Babatzanis suggested Delphi, “the navel of the earth”, the center of the ancient world, the homeland of Oedipus, as the site of the symposium. A very important archaeological site with a great museum surrounded by an impressive nature.
The first four Symposia were organized by P. Hartokollis, J. Babatzanis and I. Graham at the European Cultural Center of Delphi. From 2000 until today, the organization of the Symposium has been undertaken by the Association “Friends of the Delphi International Psychoanalytical Symposium”, which consists of Greek psychoanalysts.
The contribution of P. Hartokollis was essential. Apart from his love for philosophy, mythology and Ancient Greece, he had a long experience as a psychiatrist and psychoanalyst from the Menninger Foundation and the psychiatric clinic in Topeka Kansas, where he had worked with renowned psychoanalysts. In his own special way he brought these people from Menninger to Delphi. (link για τον Πέτρο Χαρτοκόλλη εδώ)
From 1984 to 2022, nine Symposia were held.
1st Symposium, 1984: The Personal Myth in Psychoanalytic Theory
2nd Symposium, 1988: The Maternal Element in Psychoanalysis. Clinical and Cultural Perspectives
3rd Symposium, 1992: Tragedy: Cultural and Psychoanalytic Perspectives
4th Symposium, 1996: Sexual Orientation and the Oedipus Complex: Before or After?
5th Symposium, 2000: “Self-Awareness: Before and After Freud”
6th Symposium, 2004: Psychoanalysis and the Human Body: Beyond Somatopsychic Dualism
7th Symposium, 2008: Psychoanalysis and Ideologies
8th Symposium, 2013: The Father
9th Symposium, 2022: Xenos
The 10th Delphi International Psychoanalytic Symposium is being prepared for the summer of 2026, with the theme “Authority and Authoritarianism”.
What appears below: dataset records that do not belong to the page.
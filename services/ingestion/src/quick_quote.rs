//! Hook into the quoting side of the marketplace.
//!
//! Every completed ingestion gets a draft "quick quotation" so the PM can
//! price the uploaded design straight away. Creation is best-effort.

use async_trait::async_trait;
use sqlx::PgPool;
use tracing::instrument;
use uuid::Uuid;

#[cfg_attr(test, mockall::automock)]
#[async_trait]
pub trait QuickQuoteHook: Send + Sync {
    async fn create_quick_quotation(
        &self,
        user_id: &str,
        job_id: Uuid,
        source: &str,
    ) -> anyhow::Result<()>;
}

/// Writes quick quotations to the shared PostgreSQL database
pub struct PgQuickQuotes {
    pool: PgPool,
}

impl PgQuickQuotes {
    pub fn new(pool: PgPool) -> Self {
        Self { pool }
    }
}

#[async_trait]
impl QuickQuoteHook for PgQuickQuotes {
    #[instrument(skip(self))]
    async fn create_quick_quotation(
        &self,
        user_id: &str,
        job_id: Uuid,
        source: &str,
    ) -> anyhow::Result<()> {
        sqlx::query(
            r#"
            INSERT INTO quick_quotations (id, user_id, ingestion_job_id, source, created_at)
            VALUES ($1, $2, $3, $4, NOW())
            ON CONFLICT (ingestion_job_id) DO NOTHING
            "#,
        )
        .bind(Uuid::new_v4())
        .bind(user_id)
        .bind(job_id)
        .bind(source)
        .execute(&self.pool)
        .await?;

        metrics::counter!("ingestion.quick_quotes.created").increment(1);
        Ok(())
    }
}

/// Hook that does nothing, for deployments without the quote tables
pub struct NoopQuickQuotes;

#[async_trait]
impl QuickQuoteHook for NoopQuickQuotes {
    async fn create_quick_quotation(&self, _: &str, _: Uuid, _: &str) -> anyhow::Result<()> {
        Ok(())
    }
}
use anyhow::{Context, Result};
use fabspace_ingestion::config::Config;
use fabspace_ingestion::service::ServiceSettings;
use fabspace_ingestion::worker::WorkerSettings;
use fabspace_ingestion::{
    start_api_server, AppState, IngestionService, IngestionWorker, PgJobStore, PgQuickQuotes,
    S3ObjectStore,
};
use std::sync::Arc;
use tokio::signal;
use tracing::{error, info};
use tracing_subscriber::{fmt, layer::SubscriberExt, util::SubscriberInitExt, EnvFilter};

#[tokio::main]
async fn main() -> Result<()> {
    let config = Config::load().context("Failed to load configuration")?;

    init_tracing(&config.service.log_level);

    info!(
        service = %config.service.name,
        bucket = %config.s3.bucket,
        "Starting Fabspace Ingestion Service"
    );

    init_metrics(config.service.metrics_port)?;

    let job_store = Arc::new(
        PgJobStore::new(&config.database)
            .await
            .context("Failed to initialize job store")?,
    );

    if config.database.run_migrations {
        job_store
            .run_migrations()
            .await
            .context("Failed to run database migrations")?;
    }

    let object_store = Arc::new(
        S3ObjectStore::new(&config.s3)
            .await
            .context("Failed to initialize S3 object store")?,
    );

    let quick_quotes = Arc::new(PgQuickQuotes::new(job_store.pool().clone()));

    let worker = Arc::new(
        IngestionWorker::new(
            job_store.clone(),
            object_store.clone(),
            quick_quotes,
            WorkerSettings {
                kms_key_id: config.s3.kms_key_id.clone(),
                partner_api_token: config.ingestion.partner_api_token.clone(),
                download_timeout: config.ingestion.download_timeout(),
            },
        )
        .context("Failed to initialize ingestion worker")?,
    );

    let service = Arc::new(IngestionService::new(
        job_store,
        object_store,
        worker,
        ServiceSettings {
            kms_key_id: config.s3.kms_key_id.clone(),
            signed_url_ttl: config.signed_url_ttl(),
            max_stage_mb: config.ingestion.max_stage_mb,
        },
    ));

    let api_state = AppState { service };

    info!("Ingestion service started successfully");

    if let Err(e) = start_api_server(api_state, &config.api, shutdown_signal()).await {
        error!(error = %e, "API server error");
        return Err(e);
    }

    info!("Ingestion service stopped");

    Ok(())
}

/// Initialize tracing/logging
fn init_tracing(log_level: &str) {
    let env_filter = EnvFilter::try_from_default_env()
        .unwrap_or_else(|_| EnvFilter::new(log_level));

    tracing_subscriber::registry()
        .with(env_filter)
        .with(fmt::layer().json())
        .init();
}

/// Initialize Prometheus metrics exporter
fn init_metrics(port: u16) -> Result<()> {
    metrics_exporter_prometheus::PrometheusBuilder::new()
        .with_http_listener(([0, 0, 0, 0], port))
        .install()
        .context("Failed to install Prometheus metrics exporter")?;

    info!(port = port, "Prometheus metrics exporter started");

    Ok(())
}

/// Wait for SIGINT or SIGTERM
async fn shutdown_signal() {
    let ctrl_c = async {
        if let Err(e) = signal::ctrl_c().await {
            error!(error = %e, "Failed to listen for Ctrl+C");
            std::future::pending::<()>().await;
        }
    };

    #[cfg(unix)]
    let terminate = async {
        match signal::unix::signal(signal::unix::SignalKind::terminate()) {
            Ok(mut sigterm) => {
                sigterm.recv().await;
            }
            Err(e) => {
                error!(error = %e, "Failed to install SIGTERM handler");
                std::future::pending::<()>().await;
            }
        }
    };

    #[cfg(not(unix))]
    let terminate = std::future::pending::<()>();

    tokio::select! {
        _ = ctrl_c => {
            info!("Received Ctrl+C signal");
        }
        _ = terminate => {
            info!("Received SIGTERM signal");
        }
    }

    info!("Shutting down ingestion service");
}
As an international institution, the Delphi International Psychoanalytic Symposium has always been a very welcoming podium for the younger generation. A meeting place for scientists from all over the world, it promotes a freedom of thought in the context of a high level scientific discourse, artistic creation, of history and philosophy. At the same time, it is very important that the symposium has greatly contributed to the Greek psychoanalytic terminology slowly finding its place in the Greek scientific literature.